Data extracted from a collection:
++++++++
//! Mapping between stored documents and [`Place`] values.

use serde::{Deserialize, Deserializer, Serialize};
use serde_json::{Map, Value};

use super::place::{Place, PlaceId, UserId};
use crate::error::{Error, Result};

/// Field map of a schemaless document.
pub type Fields = Map<String, Value>;

/// A document as returned by a document store: the store key plus its fields.
#[derive(Debug, Clone, PartialEq)]
pub struct Document {
    pub id: String,
    pub fields: Fields,
}

impl Document {
    pub fn new(id: impl Into<String>, fields: Fields) -> Self {
        Self {
            id: id.into(),
            fields,
        }
    }
}

/// Wire shape of a place document.
///
/// Every field is optional on read and falls back to its default when absent
/// or `null`. Documents written by older clients used camelCase names.
///
/// `created_at` is always written as Unix milliseconds, so the backing column
/// must be a `bigint`. RFC 3339 text is still accepted on read for rows
/// imported from elsewhere; the next write stores them as milliseconds.
#[derive(Debug, Clone, Default, PartialEq, Serialize, Deserialize)]
#[serde(default)]
pub struct PlaceFields {
    #[serde(deserialize_with = "null_as_default")]
    pub name: String,
    #[serde(deserialize_with = "null_as_default")]
    pub description: String,
    #[serde(alias = "imageUrl", deserialize_with = "null_as_default")]
    pub image_url: String,
    #[serde(deserialize_with = "null_as_default")]
    pub rating: f64,
    #[serde(alias = "createdAt", deserialize_with = "timestamp_millis")]
    pub created_at: i64,
    #[serde(alias = "userId", deserialize_with = "null_as_default")]
    pub user_id: String,
}

impl From<&Place> for PlaceFields {
    fn from(place: &Place) -> Self {
        Self {
            name: place.name.clone(),
            description: place.description.clone(),
            image_url: place.image_url.clone(),
            rating: place.rating,
            created_at: place.created_at,
            user_id: place.owner_id.as_str().to_string(),
        }
    }
}

impl PlaceFields {
    fn into_place(self, id: &str) -> Place {
        Place {
            id: PlaceId::new(id),
            name: self.name,
            description: self.description,
            image_url: self.image_url,
            rating: self.rating,
            created_at: self.created_at,
            owner_id: UserId::new(self.user_id),
        }
    }
}

/// Decode a stored document into a place, taking the id from the store key.
pub fn place_from_document(document: &Document) -> Result<Place> {
    let fields: PlaceFields = serde_json::from_value(Value::Object(document.fields.clone()))
        .map_err(|error| Error::MalformedRecord(format!("{}: {error}", document.id)))?;
    Ok(fields.into_place(&document.id))
}

/// Encode every persisted field of a place. The id is never written as a field.
pub fn place_fields(place: &Place) -> Result<Fields> {
    match serde_json::to_value(PlaceFields::from(place))? {
        Value::Object(fields) => Ok(fields),
        other => Err(Error::InvalidInput(format!(
            "place encoded to a non-object value: {other}"
        ))),
    }
}

fn null_as_default<'de, D, T>(deserializer: D) -> std::result::Result<T, D::Error>
where
    D: Deserializer<'de>,
    T: Default + Deserialize<'de>,
{
    Ok(Option::<T>::deserialize(deserializer)?.unwrap_or_default())
}

/// Accept Unix milliseconds or RFC 3339 text.
fn timestamp_millis<'de, D>(deserializer: D) -> std::result::Result<i64, D::Error>
where
    D: Deserializer<'de>,
{
    #[derive(Deserialize)]
    #[serde(untagged)]
    enum RawTimestamp {
        Millis(i64),
        Text(String),
    }

    match Option::<RawTimestamp>::deserialize(deserializer)? {
        None => Ok(0),
        Some(RawTimestamp::Millis(value)) => Ok(value),
        Some(RawTimestamp::Text(value)) => chrono::DateTime::parse_from_rfc3339(value.trim())
            .map(|date_time| date_time.timestamp_millis())
            .map_err(serde::de::Error::custom),
    }
}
++++++++
## [Your objective]
How many of the lines above include the string "read"? Answer with the number only.

## [Your solution]
2